We had snow and rain over the holiday with some high wind. I had to wait until things thawed out this morning to get the cover back over the hoop house. Didn't really hurt anything, I mostly use the plastic to help winter crops grow a little faster in the cold weather.

I got all the old tomato vines pulled up and chopped into the pieces. I've started a new big compost pile in the main tomato garden. The compost chickens will be moving to this area shortly. You odn't have to chop things up for the compost but it makes it rot faster and it is much easier to turn the pile if you don't have a lot of long stringy stuff in there.

parsley, sage, rosemary and lavender
Kale seedlings

Parsley, Sage, Rosemary and lavender seedlings are all waiting to go into the ground.

Some Red Russian Kale, aka Ragged Jack seedlings are also waiting to go out into the garden.

seedlings in the hoophouse

Broccoli and collard seedlings have just been transplanted into larger pots and are waiting for garden space.  That is the great thing about growing most of your garden from your own transplants. The seedlings can grow off to the side, out of the way and not needing as much water while they wait their turn to go into a garden bed.  I can gain as much as 6 weeks growing time this way.

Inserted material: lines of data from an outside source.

impl Writer {
    fn write_module(&mut self, module: &Module) {
        self.buffer.put_bytes(&MAGIC);
        self.buffer.put_u32(VERSION);

        self.write_customs(module, SectionKind::Custom);

        for kind in SectionKind::EMISSION_ORDER {
            self.write_section(module, kind);
            self.write_customs(module, kind);
        }
    }

    /// Opens a scope for the section body and emits it length-prefixed,
    /// skipping sections with nothing to say.
    fn write_section(&mut self, module: &Module, kind: SectionKind) {
        let present = match kind {
            SectionKind::Custom => false,
            SectionKind::Type => !module.types().is_empty(),
            SectionKind::Import => !module.imports().is_empty(),
            SectionKind::Function => {
                module.functions().len() > module.imported_function_count() as usize
            }
            SectionKind::Table => module.tables().len() > module.imported_table_count() as usize,
            SectionKind::Memory => {
                module.memories().len() > module.imported_memory_count() as usize
            }
            SectionKind::Global => {
                module.globals().len() > module.imported_global_count() as usize
            }
            SectionKind::Export => !module.exports().is_empty(),
            SectionKind::Start => module.start().is_some(),
            SectionKind::Element => !module.elements().is_empty(),
            SectionKind::DataCount => self.effective_data_count(module).is_some(),
            SectionKind::Code => !module.code_entries().is_empty(),
            SectionKind::Data => !module.data_segments().is_empty(),
        };

        if !present {
            return;
        }

        debug!("writing {} section", kind);
        self.buffer.put_u8(kind as u8);
        self.buffer.push_scope();

        match kind {
            SectionKind::Custom => {}
            SectionKind::Type => self.write_type_section(module),
            SectionKind::Import => self.write_import_section(module),
            SectionKind::Function => self.write_function_section(module),
            SectionKind::Table => self.write_table_section(module),
            SectionKind::Memory => self.write_memory_section(module),
            SectionKind::Global => self.write_global_section(module),
            SectionKind::Export => self.write_export_section(module),
            SectionKind::Start => self.buffer.put_u32_leb(module.start().unwrap()),
            SectionKind::Element => self.write_element_section(module),
            SectionKind::DataCount => {
                let count = self.effective_data_count(module).unwrap();
                self.buffer.put_u32_leb(count);
            }
            SectionKind::Code => self.write_code_section(module),
            SectionKind::Data => self.write_data_section(module),
        }

        let body = self.buffer.pop_scope();
        self.buffer.put_u32_leb(body.len() as u32);
        self.buffer.put_bytes(&body);
    }

    fn effective_data_count(&self, module: &Module) -> Option<u32> {
        module.data_count().or_else(|| {
            if module.needs_data_count() {
                Some(module.data_segments().len() as u32)
            } else {
                None
            }
        })
    }

    fn write_customs(&mut self, module: &Module, placement: SectionKind) {
        for custom in module
            .customs()
            .iter()
            .filter(|custom| custom.placement == placement)
        {
            self.buffer.put_u8(SectionKind::Custom as u8);
            self.buffer.push_scope();
            self.write_name(&custom.name);
            self.buffer.put_bytes(&custom.bytes);

            let body = self.buffer.pop_scope();
            self.buffer.put_u32_leb(body.len() as u32);
            self.buffer.put_bytes(&body);
        }
    }

    fn write_name(&mut self, name: &str) {
        self.buffer.put_u32_leb(name.len() as u32);
        self.buffer.put_bytes(name.as_bytes());
    }

    fn write_value_type(&mut self, kind: ValueType) {
        self.buffer.put_i32_leb(kind.code());
    }

    fn write_limits(&mut self, limits: &Limits) {
        self.buffer.put_u8(limits.flags());
        self.buffer.put_u32_leb(limits.min);

        if let Some(max) = limits.max {
            self.buffer.put_u32_leb(max);
        }
    }

    fn write_signature(&mut self, signature: &Signature) {
        self.buffer.put_i32_leb(FUNCTION_FORM);
        self.buffer.put_u32_leb(signature.params.len() as u32);

        for param in &signature.params {
            self.write_value_type(param.value_type);
        }

        self.buffer.put_u32_leb(signature.results.len() as u32);

        for &result in &signature.results {
            self.write_value_type(result);
        }
    }

    /// Emits an initialiser: its single instruction plus `end`.
    fn write_init_expression(&mut self, expression: &Expression) {
        for instruction in &expression.instructions {
            instruction.write(&mut self.buffer);
        }

        Instruction::plain(Opcode::End).write(&mut self.buffer);
    }

    fn write_type_section(&mut self, module: &Module) {
        self.buffer.put_u32_leb(module.types().len() as u32);

        for declaration in module.types() {
            self.write_signature(&declaration.signature);
        }
    }

    fn write_import_section(&mut self, module: &Module) {
        self.buffer.put_u32_leb(module.imports().len() as u32);

        for import in module.imports() {
            self.write_name(&import.module);
            self.write_name(&import.field);
            self.buffer.put_u8(import.kind as u8);

            match import.kind {
                ExternalKind::Function => {
                    let index = module
                        .function(import.index)
                        .map(|function| function.type_use.index)
                        .unwrap_or(0);

                    self.buffer.put_u32_leb(index);
                }
                ExternalKind::Table => {
                    if let Some(table) = module.table(import.index) {
                        self.write_value_type(table.ref_type);
                        self.write_limits(&table.limits);
                    }
                }
                ExternalKind::Memory => {
                    if let Some(memory) = module.memory(import.index) {
                        self.write_limits(&memory.limits);
                    }
                }
                ExternalKind::Global => {
                    if let Some(global) = module.global(import.index) {
                        self.write_value_type(global.value_type);
                        self.buffer.put_u8(global.mutability as u8);
                    }
                }
                ExternalKind::Event => {
                    if let Some(event) = module.event(import.index) {
                        self.buffer.put_u32_leb(event.attribute);
                        self.buffer.put_u32_leb(event.type_use.index);
                    }
                }
            }
        }
    }

    fn write_function_section(&mut self, module: &Module) {
        let imported = module.imported_function_count() as usize;
        let local = &module.functions()[imported..];

        self.buffer.put_u32_leb(local.len() as u32);

        for function in local {
            self.buffer.put_u32_leb(function.type_use.index);
        }
    }

    fn write_table_section(&mut self, module: &Module) {
        let imported = module.imported_table_count() as usize;
        let local = &module.tables()[imported..];

        self.buffer.put_u32_leb(local.len() as u32);

        for table in local {
            self.write_value_type(table.ref_type);
            self.write_limits(&table.limits);
        }
    }

    fn write_memory_section(&mut self, module: &Module) {
        let imported = module.imported_memory_count() as usize;
        let local = &module.memories()[imported..];

        self.buffer.put_u32_leb(local.len() as u32);

        for memory in local {
            self.write_limits(&memory.limits);
        }
    }

    fn write_global_section(&mut self, module: &Module) {
        let imported = module.imported_global_count() as usize;
        let local = &module.globals()[imported..];

        self.buffer.put_u32_leb(local.len() as u32);

        for global in local {
            self.write_value_type(global.value_type);
            self.buffer.put_u8(global.mutability as u8);

            if let Some(initializer) = &global.initializer {
                self.write_init_expression(initializer);
            } else {
                Instruction::plain(Opcode::End).write(&mut self.buffer);
            }
        }
    }

    fn write_export_section(&mut self, module: &Module) {
        self.buffer.put_u32_leb(module.exports().len() as u32);

        for export in module.exports() {
            self.write_name(&export.name);
            self.buffer.put_u8(export.kind as u8);
            self.buffer.put_u32_leb(export.index);
        }
    }

    fn write_element_section(&mut self, module: &Module) {
        self.buffer.put_u32_leb(module.elements().len() as u32);

        for element in module.elements() {
            self.write_element(element);
        }
    }

    fn write_element(&mut self, element: &ElementDeclaration) {
        let flags = element.flags;

        self.buffer.put_u32_leb(flags);

        if element.is_active() && flags & ELEMENT_EXPLICIT_INDEX != 0 {
            self.buffer.put_u32_leb(element.table_index);
        }

        if let Some(offset) = &element.offset {
            self.write_init_expression(offset);
        }

        if flags & (ELEMENT_PASSIVE | ELEMENT_EXPLICIT_INDEX) != 0 {
            if flags & ELEMENT_EXPRESSIONS != 0 {
                self.write_value_type(element.ref_type);
            } else {
                self.buffer.put_u8(0);
            }
        }

        if flags & ELEMENT_EXPRESSIONS != 0 {
            self.buffer
                .put_u32_leb(element.ref_expressions.len() as u32);

            for expression in &element.ref_expressions {
                self.write_init_expression(expression);
            }
        } else {
            self.buffer
                .put_u32_leb(element.function_indexes.len() as u32);

            for &index in &element.function_indexes {
                self.buffer.put_u32_leb(index);
            }
        }
    }

    fn write_code_section(&mut self, module: &Module) {
        self.buffer.put_u32_leb(module.code_entries().len() as u32);

        for entry in module.code_entries() {
            self.write_code_entry(entry);
        }
    }

    fn write_code_entry(&mut self, entry: &CodeEntry) {
        self.buffer.push_scope();

        // Locals are re-grouped into runs of equal types.
        let mut runs: Vec<(u32, ValueType)> = Vec::new();

        for local in &entry.locals {
            match runs.last_mut() {
                Some((count, kind)) if *kind == local.value_type => *count += 1,
                _ => runs.push((1, local.value_type)),
            }
        }

        self.buffer.put_u32_leb(runs.len() as u32);

        for (count, kind) in runs {
            self.buffer.put_u32_leb(count);
            self.write_value_type(kind);
        }

        for instruction in &entry.expression.instructions {
            instruction.write(&mut self.buffer);
        }

        let body = self.buffer.pop_scope();
        self.buffer.put_u32_leb(body.len() as u32);
        self.buffer.put_bytes(&body);
    }

    fn write_data_section(&mut self, module: &Module) {
        self.buffer.put_u32_leb(module.data_segments().len() as u32);

        for segment in module.data_segments() {
            self.write_data_segment(segment);
        }
    }

    fn write_data_segment(&mut self, segment: &DataSegment) {
        self.buffer.put_u32_leb(segment.flags);

        if segment.flags & DATA_EXPLICIT_INDEX != 0 {
            self.buffer.put_u32_leb(segment.memory_index);
        }

        if segment.flags & DATA_PASSIVE == 0 {
            if let Some(offset) = &segment.offset {
                self.write_init_expression(offset);
            }
        }

        self.buffer.put_u32_leb(segment.bytes.len() as u32);
        self.buffer.put_bytes(&segment.bytes);
    }
}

The broccoli I"ve been harvesting is Di Ciccio, an older variety that makes slightly smaller heads but a lot of side shoots. This batch is Waltham 29, another old variety. I don't remember growing it before, so we'll see how it does. All of the collards I'm growing this year are Georgia.

Saturday, December 24, 2016

Three Month Catch Up!

Roots & Greens at Superior FM
Well oh dear it's been 3 months since I post last. I am so bad! Well here are a few highlights! In November we started doing a small farmer's market in Superior, Arizona, about 20 minutes away. A small mining town they don't have any large stores and have been buying up the produce I bring like crazy. It's hosted by a lovely lady named Willa, owner of the SunFlour Market. We started out on the patio, but when the weather got bad Willa insisted we come inside.
End of tomato season

The end of tomato season is always a bit sad, but at the same time it's a relief because by the end of the season I'm sick of picking all those little cherry tomatoes!

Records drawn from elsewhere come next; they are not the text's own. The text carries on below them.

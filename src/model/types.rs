//! Signatures, type uses, locals and constant expressions.

use crate::encodings::ValueType;
use crate::instruction::Instruction;

/// A named (or anonymous) function parameter. Identifiers take part in local
/// resolution but never in signature equality.
#[derive(Clone, Debug)]
pub struct Param {
    pub id: Option<String>,
    pub value_type: ValueType,
}

impl Param {
    pub fn new(value_type: ValueType) -> Self {
        Param {
            id: None,
            value_type,
        }
    }

    pub fn named(id: impl Into<String>, value_type: ValueType) -> Self {
        Param {
            id: Some(id.into()),
            value_type,
        }
    }
}

/// A function signature: ordered parameters and results.
///
/// Two signatures are equal iff their parameter *types* are pairwise equal
/// (ids are ignored) and their results are pairwise equal.
#[derive(Clone, Debug, Default)]
pub struct Signature {
    pub params: Vec<Param>,
    pub results: Vec<ValueType>,
}

impl Signature {
    pub fn new(params: Vec<Param>, results: Vec<ValueType>) -> Self {
        Signature { params, results }
    }

    /// A signature from bare value types, as the binary format spells them.
    pub fn from_types(params: Vec<ValueType>, results: Vec<ValueType>) -> Self {
        Signature {
            params: params.into_iter().map(Param::new).collect(),
            results,
        }
    }

    pub fn param_types(&self) -> impl Iterator<Item = ValueType> + '_ {
        self.params.iter().map(|param| param.value_type)
    }

    pub fn is_empty(&self) -> bool {
        self.params.is_empty() && self.results.is_empty()
    }
}

impl PartialEq for Signature {
    fn eq(&self, other: &Self) -> bool {
        self.params.len() == other.params.len()
            && self.results == other.results
            && self
                .param_types()
                .zip(other.param_types())
                .all(|(left, right)| left == right)
    }
}

impl Eq for Signature {}

/// A reference to a signature: a type index plus the resolved signature copy.
///
/// During text parsing the use may start out with only an inline signature or
/// only a `(type N)` reference; resolution fills in the other half and checks
/// that both agree when the source supplies both.
#[derive(Clone, Debug, PartialEq)]
pub struct TypeUse {
    pub index: u32,
    pub signature: Signature,
}

impl TypeUse {
    pub fn new(index: u32, signature: Signature) -> Self {
        TypeUse { index, signature }
    }
}

/// A single local variable of a code entry. The binary format groups runs of
/// equal types; the model keeps one entry per local and the writer re-groups.
#[derive(Clone, Debug)]
pub struct Local {
    pub id: Option<String>,
    pub value_type: ValueType,
}

impl Local {
    pub fn new(value_type: ValueType) -> Self {
        Local {
            id: None,
            value_type,
        }
    }

    pub fn named(id: impl Into<String>, value_type: ValueType) -> Self {
        Local {
            id: Some(id.into()),
            value_type,
        }
    }
}

/// An instruction sequence, e.g. a function body or a constant initialiser.
#[derive(Clone, Debug, Default, PartialEq)]
pub struct Expression {
    pub instructions: Vec<Instruction>,
}

impl Expression {
    pub fn new(instructions: Vec<Instruction>) -> Self {
        Expression { instructions }
    }

    pub fn empty() -> Self {
        Expression {
            instructions: Vec::new(),
        }
    }

    pub fn is_empty(&self) -> bool {
        self.instructions.is_empty()
    }
}

impl From<Vec<Instruction>> for Expression {
    fn from(instructions: Vec<Instruction>) -> Self {
        Expression { instructions }
    }
}

#[cfg(test)]
mod tests {
    use super::*;

    #[test]
    fn signature_equality_ignores_ids() {
        let anonymous = Signature::from_types(vec![ValueType::I32], vec![ValueType::I32]);
        let named = Signature::new(
            vec![Param::named("x", ValueType::I32)],
            vec![ValueType::I32],
        );

        assert_eq!(anonymous, named);
    }

    #[test]
    fn signature_equality_respects_types() {
        let left = Signature::from_types(vec![ValueType::I32], vec![]);
        let right = Signature::from_types(vec![ValueType::I64], vec![]);

        assert_ne!(left, right);
        assert_ne!(left, Signature::from_types(vec![], vec![]));
    }

    #[test]
    fn signature_equality_respects_results() {
        let left = Signature::from_types(vec![], vec![ValueType::F32]);
        let right = Signature::from_types(vec![], vec![ValueType::F64]);

        assert_ne!(left, right);
    }
}
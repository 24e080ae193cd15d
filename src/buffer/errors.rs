use thiserror::Error;

use crate::leb128::Leb128Error;

/// An error reading primitive values out of a byte buffer.
#[derive(Error, Copy, Clone, Debug, Eq, PartialEq)]
pub enum BufferError {
    #[error("The input ended {0} byte(s) short of the requested read.")]
    UnexpectedEnd(usize),
    #[error("{0}")]
    Leb128(#[from] Leb128Error),
}
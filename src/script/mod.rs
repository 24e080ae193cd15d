//! The script layer: a superset of the text format wrapping modules together
//! with spectest-style commands, and a C back end that turns the assertions
//! into a self-checking `main`.

use std::io::Write;

use log::warn;

use crate::binary::EmitError;
use crate::cgen::{self, names};
use crate::diagnostics::Diagnostics;
use crate::encodings::ExternalKind;
use crate::model::Module;
use crate::text::lexer::tokenize;
use crate::text::parser::Parser;

/// A constant argument or expectation of an invocation.
#[derive(Clone, Debug, PartialEq)]
pub enum ScriptValue {
    I32(i32),
    I64(i64),
    F32(f32),
    F64(f64),
    F32CanonicalNan,
    F32ArithmeticNan,
    F64CanonicalNan,
    F64ArithmeticNan,
    V128([u8; 16]),
}

#[derive(Clone, Debug, PartialEq)]
pub struct Invocation {
    pub name: String,
    pub arguments: Vec<ScriptValue>,
    pub line: u32,
}

#[derive(Debug)]
pub enum Command {
    Module(Module),
    Invoke(Invocation),
    AssertReturn {
        invocation: Invocation,
        expected: Vec<ScriptValue>,
    },
}

#[derive(Debug, Default)]
pub struct Script {
    pub commands: Vec<Command>,
}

Trombonccino on the trellis
259 pounds!

There is a 30 foot long trellis across the back of my house. There were about 5 Trombonccino plants, a couple of birdhouse gourds, a loofah and a spaghetti squash planted along it. As the first really hard frost threatened in  Nov I picked them all. 259 pounds of Trombonccino. That doesn't count a few I picked in September and it doesn't count all the little green ones I picked during the summer. When I add that in we might be pushing 300 pounds!

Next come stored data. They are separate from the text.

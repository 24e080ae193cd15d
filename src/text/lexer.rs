//! The S-expression tokeniser, built from nom combinators over the raw
//! source. Positions are recovered from the remaining-input offset against a
//! precomputed table of line starts.

use nom::bytes::complete::{tag, take_while, take_while1};
use nom::character::complete::one_of;
use nom::combinator::recognize;
use nom::sequence::pair;
use nom::IResult;

use crate::diagnostics::{Diagnostics, SourcePos};
use crate::text::tokens::{Token, TokenBuffer, TokenKind};

/// Tokenises the whole source. Lexical problems are reported and the
/// offending character skipped, so one pass yields every error.
pub fn tokenize(source: &str, diagnostics: &mut Diagnostics) -> TokenBuffer {
    let lines = LineTable::new(source);
    let mut tokens = Vec::new();
    let mut rest = source;

    loop {
        rest = skip_trivia(rest, source, &lines, diagnostics);

        if rest.is_empty() {
            break;
        }

        let pos = lines.pos(offset(source, rest));

        if let Ok((after, text)) = parenthesis(rest) {
            tokens.push(Token::new(TokenKind::Parenthesis, text, pos));
            rest = after;
            continue;
        }

        if rest.starts_with('"') {
            match string_body(&rest[1..]) {
                Some((after, body, errors)) => {
                    for (error_offset, message) in errors {
                        let inner = offset(source, &rest[1..]) + error_offset;
                        diagnostics.error_at(lines.pos(inner), message);
                    }

                    tokens.push(Token::new(TokenKind::String, body, pos));
                    rest = after;
                }
                None => {
                    diagnostics.error_at(pos, "unterminated string");
                    rest = "";
                }
            }

            continue;
        }

        if let Ok((after, text)) = atom(rest) {
            match classify(text) {
                Ok(kind) => tokens.push(Token::new(kind, text, pos)),
                Err(message) => {
                    diagnostics.error_at(pos, format!("{} '{}'", message, text));
                    // Keep a keyword token so the parser can resynchronise.
                    tokens.push(Token::new(TokenKind::Keyword, text, pos));
                }
            }

            rest = after;
            continue;
        }

        let stray = rest.chars().next().unwrap();
        diagnostics.error_at(pos, format!("stray character '{}'", stray.escape_default()));
        rest = &rest[stray.len_utf8()..];
    }

    TokenBuffer::new(tokens)
}

fn offset(source: &str, rest: &str) -> usize {
    source.len() - rest.len()
}

/// Byte offsets of every line start, for offset -> (line, column) queries.
struct LineTable {
    starts: Vec<usize>,
}

impl LineTable {
    fn new(source: &str) -> Self {
        let mut starts = vec![0];

        for (index, byte) in source.bytes().enumerate() {
            if byte == b'\n' {
                starts.push(index + 1);
            }
        }

        LineTable { starts }
    }

    fn pos(&self, offset: usize) -> SourcePos {
        let line = self.starts.partition_point(|&start| start <= offset);

        SourcePos::new(line as u32, (offset - self.starts[line - 1] + 1) as u32)
    }
}

fn is_space(ch: char) -> bool {
    matches!(ch, ' ' | '\t' | '\r' | '\n')
}

/// Identifier characters: the printable set minus structural punctuation.
fn is_id_char(ch: char) -> bool {
    ch.is_ascii_graphic() && !matches!(ch, '?' | ',' | ';' | '(' | ')' | '"' | '=')
}

fn line_comment(input: &str) -> IResult<&str, &str> {
    recognize(pair(tag(";;"), take_while(|ch| ch != '\n')))(input)
}

fn parenthesis(input: &str) -> IResult<&str, &str> {
    recognize(one_of("()"))(input)
}

/// A maximal run of identifier characters, permitting one trailing `=` which
/// marks the keyword as a key (`offset=`, `align=`).
fn atom(input: &str) -> IResult<&str, &str> {
    recognize(pair(
        take_while1(is_id_char),
        take_while(|ch| ch == '='),
    ))(input)
}

/// Skips whitespace, line comments, and nested block comments.
fn skip_trivia<'a>(
    mut rest: &'a str,
    source: &str,
    lines: &LineTable,
    diagnostics: &mut Diagnostics,
) -> &'a str {
    loop {
        let trimmed = rest.trim_start_matches(is_space);

        if let Ok((after, _)) = line_comment(trimmed) {
            rest = after;
            continue;
        }

        if trimmed.starts_with("(;") {
            match skip_block_comment(trimmed) {
                Some(after) => {
                    rest = after;
                    continue;
                }
                None => {
                    diagnostics.error_at(
                        lines.pos(offset(source, trimmed)),
                        "unterminated block comment",
                    );
                    return "";
                }
            }
        }

        return trimmed;
    }
}

/// Block comments nest.
fn skip_block_comment(input: &str) -> Option<&str> {
    let mut rest = &input[2..];
    let mut depth = 1u32;

    while depth > 0 {
        if let Some(after) = rest.strip_prefix("(;") {
            depth += 1;
            rest = after;
        } else if let Some(after) = rest.strip_prefix(";)") {
            depth -= 1;
            rest = after;
        } else {
            let ch = rest.chars().next()?;
            rest = &rest[ch.len_utf8()..];
        }
    }

    Some(rest)
}

/// Scans a string body up to the closing quote, collecting escape errors as
/// (offset, message) pairs. Returns (rest, raw body, errors).
#[allow(clippy::type_complexity)]
fn string_body(input: &str) -> Option<(&str, &str, Vec<(usize, String)>)> {
    let mut errors = Vec::new();
    let mut chars = input.char_indices();

    while let Some((index, ch)) = chars.next() {
        match ch {
            '"' => return Some((&input[index + 1..], &input[..index], errors)),
            '\n' => return None,
            '\\' => match chars.next() {
                Some((_, 'n' | 'r' | 't' | '"' | '\'' | '\\')) => {}
                Some((escape_index, high)) => {
                    let low = chars.next();

                    if !high.is_ascii_hexdigit()
                        || !low.map_or(false, |(_, ch)| ch.is_ascii_hexdigit())
                    {
                        errors.push((escape_index, format!("invalid escape '\\{}'", high)));
                    }
                }
                None => return None,
            },
            _ => {}
        }
    }

    None
}

/// Decides what an atom is: a number, an identifier, or a keyword.
fn classify(text: &str) -> Result<TokenKind, &'static str> {
    if text.starts_with('$') {
        if text.len() == 1 {
            return Err("empty identifier");
        }

        return Ok(TokenKind::Id);
    }

    let unsigned = text.trim_start_matches(['+', '-']);

    if unsigned.starts_with(|ch: char| ch.is_ascii_digit()) {
        return classify_number(unsigned);
    }

    // `nan`, `nan:0x…` and `inf` read as keywords and are re-interpreted by
    // the float accessors.
    if text.starts_with(|ch: char| ch.is_ascii_alphabetic()) {
        return Ok(TokenKind::Keyword);
    }

    Err("unrecognised token")
}

fn classify_number(unsigned: &str) -> Result<TokenKind, &'static str> {
    if unsigned.contains("__") {
        return Err("doubled separator in number");
    }

    let hex = unsigned.starts_with("0x") || unsigned.starts_with("0X");
    let digits = if hex { &unsigned[2..] } else { unsigned };

    let floating = digits.contains('.')
        || (hex && digits.contains(['p', 'P']))
        || (!hex && digits.contains(['e', 'E']));

    let digit_ok = |ch: char| {
        ch == '_'
            || ch == '.'
            || if hex {
                ch.is_ascii_hexdigit() || matches!(ch, 'p' | 'P' | '+' | '-')
            } else {
                ch.is_ascii_digit() || matches!(ch, 'e' | 'E' | '+' | '-')
            }
    };

    if !digits.chars().all(digit_ok) || digits.is_empty() {
        return Err("malformed number");
    }

    Ok(if floating {
        TokenKind::Floating
    } else {
        TokenKind::Integer
    })
}

#[cfg(test)]
mod tests {
    use super::*;

    fn lex(source: &str) -> (Vec<Token>, Diagnostics) {
        let mut diagnostics = Diagnostics::new();
        let buffer = tokenize(source, &mut diagnostics);
        let mut tokens = Vec::new();
        let mut buffer = buffer;

        while let Some(token) = buffer.advance() {
            tokens.push(token.clone());
        }

        (tokens, diagnostics)
    }

    fn kinds(source: &str) -> Vec<TokenKind> {
        lex(source).0.into_iter().map(|token| token.kind).collect()
    }

    #[test]
    fn basic_module() {
        let (tokens, diagnostics) = lex("(module)");

        assert!(!diagnostics.has_errors());
        assert_eq!(
            tokens
                .iter()
                .map(|token| token.text.as_str())
                .collect::<Vec<_>>(),
            vec!["(", "module", ")"]
        );
    }

    #[test]
    fn comments_are_skipped() {
        let (tokens, diagnostics) =
            lex("(module ;; a line comment\n (; nested (; block ;) comment ;) )");

        assert!(!diagnostics.has_errors());
        assert_eq!(tokens.len(), 3);
    }

    #[test]
    fn unterminated_block_comment_is_reported() {
        let (_, diagnostics) = lex("(; never closed");

        assert!(diagnostics.has_errors());
    }

    #[test]
    fn token_classification() {
        assert_eq!(
            kinds("func $f 42 -8 1.5 0x1p2 \"text\""),
            vec![
                TokenKind::Keyword,
                TokenKind::Id,
                TokenKind::Integer,
                TokenKind::Integer,
                TokenKind::Floating,
                TokenKind::Floating,
                TokenKind::String,
            ]
        );
    }

    #[test]
    fn key_keywords_keep_their_equals() {
        let (tokens, diagnostics) = lex("offset=8 align=4");

        assert!(!diagnostics.has_errors());
        assert_eq!(tokens[0].text, "offset=");
        assert_eq!(tokens[1].text, "8");
        assert_eq!(tokens[2].text, "align=");
        assert_eq!(tokens[3].text, "4");
    }

    #[test]
    fn positions_are_line_and_column() {
        let (tokens, _) = lex("(module\n  (func))");

        assert_eq!(tokens[0].pos, SourcePos::new(1, 1));
        assert_eq!(tokens[1].pos, SourcePos::new(1, 2));
        assert_eq!(tokens[2].pos, SourcePos::new(2, 3));
        assert_eq!(tokens[3].pos, SourcePos::new(2, 4));
    }

    #[test]
    fn doubled_separator_is_a_lexical_error() {
        let (_, diagnostics) = lex("1__000");

        assert!(diagnostics.has_errors());
    }

    #[test]
    fn bad_escape_is_reported_with_position() {
        let (tokens, diagnostics) = lex("\"ab\\q\"");

        assert_eq!(diagnostics.error_count(), 1);
        assert_eq!(tokens.len(), 1);
        assert!(diagnostics.items()[0].message.contains("invalid escape"));
    }

    #[test]
    fn strings_keep_raw_bodies() {
        let (tokens, _) = lex(r#""a\tb""#);

        assert_eq!(tokens[0].text, r"a\tb");
    }
}
//! A WebAssembly toolchain: parses the textual format, decodes the binary
//! format, validates modules against the type and stack discipline, and
//! re-emits them as text, binary, or a behavior-preserving C translation.
//!
//! Both front ends populate the same [`model::Module`]; every back end
//! consumes it. Recoverable input problems accumulate in a
//! [`diagnostics::Diagnostics`] collector instead of unwinding, so a single
//! pass reports everything wrong with a module.
//!
//! # Examples
//! ```rust
//! use wasm_mill::{emit_binary, parse_text, validate, Diagnostics};
//!
//! let mut diagnostics = Diagnostics::new();
//! let module = parse_text("(module)", &mut diagnostics);
//!
//! validate(&module, &mut diagnostics);
//! assert!(!diagnostics.has_errors());
//!
//! let mut binary = Vec::new();
//! emit_binary(&module, &mut binary).unwrap();
//!
//! assert_eq!(binary, b"\x00\x61\x73\x6D\x01\x00\x00\x00");
//! ```

pub mod binary;
pub mod buffer;
pub mod cgen;
pub mod diagnostics;
pub mod encodings;
pub mod instruction;
pub mod leb128;
pub mod model;
pub mod script;
pub mod text;
pub mod validator;

pub use binary::{emit_binary, parse_binary, EmitError};
pub use cgen::emit_c;
pub use diagnostics::{Context, Diagnostic, Diagnostics, Severity, SourcePos};
pub use encodings::{ExternalKind, Limits, Mutability, Opcode, SectionKind, ValueType};
pub use instruction::{BlockType, Immediate, Instruction};
pub use model::Module;
pub use script::{parse_script, Command, Script, ScriptValue};
pub use text::{emit_folded_text, emit_text, parse_text};
pub use validator::validate;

BO cockerel, Reserve English

Snow on the mountains

We got a little rain in November with some snow on the Pinal Mountains to the south. Went to the Tucson poultry show where my young Buff Orpington cockerel placed Reserve English.

Seeds from Baker Creek Heirlooms

Finally the old girls are done with their molt and the younger girls are starting to lay too so egg production is picking up a little. While 2016 was crummy for hatching and growing out chicks I am very pleased with the color on my Marans eggs!  My order came in from Baker Creek Heirlooms and I'm really looking forward to the coming growing season! I'm especially looking forward to tasting those black tomatoes!

greenhouse clean up
compost chickens at work

It took some work to get all the squash vines down off the trellis and put up the plastic to turn it back into a greenhouse. Almost done with the clean up in there. On a sunny day it's 95.  The compost chickens are doing well. If there aren't enough food scraps they get a half ration of commercial feed. They find a lot of worms and grubs in the compost too. Some are still molting, but the oldest girl I have, in the bottom of the pic is laying about every other day. She'll be 4 next month.

DiCicco Broccoli
cauliflower 1 1/2 pounds!

The broccoli and cauliflower are doing amazingly well. If you didn't know, cauliflower is a once over crop. You cut the nice big head and you are done, pull the plant and plant something else. Broccoli however makes a nice head and when you cut that off it makes side shoots so you get several more pickings. And the small leaves and stems are also edible and have about the same nutritional value as the heads.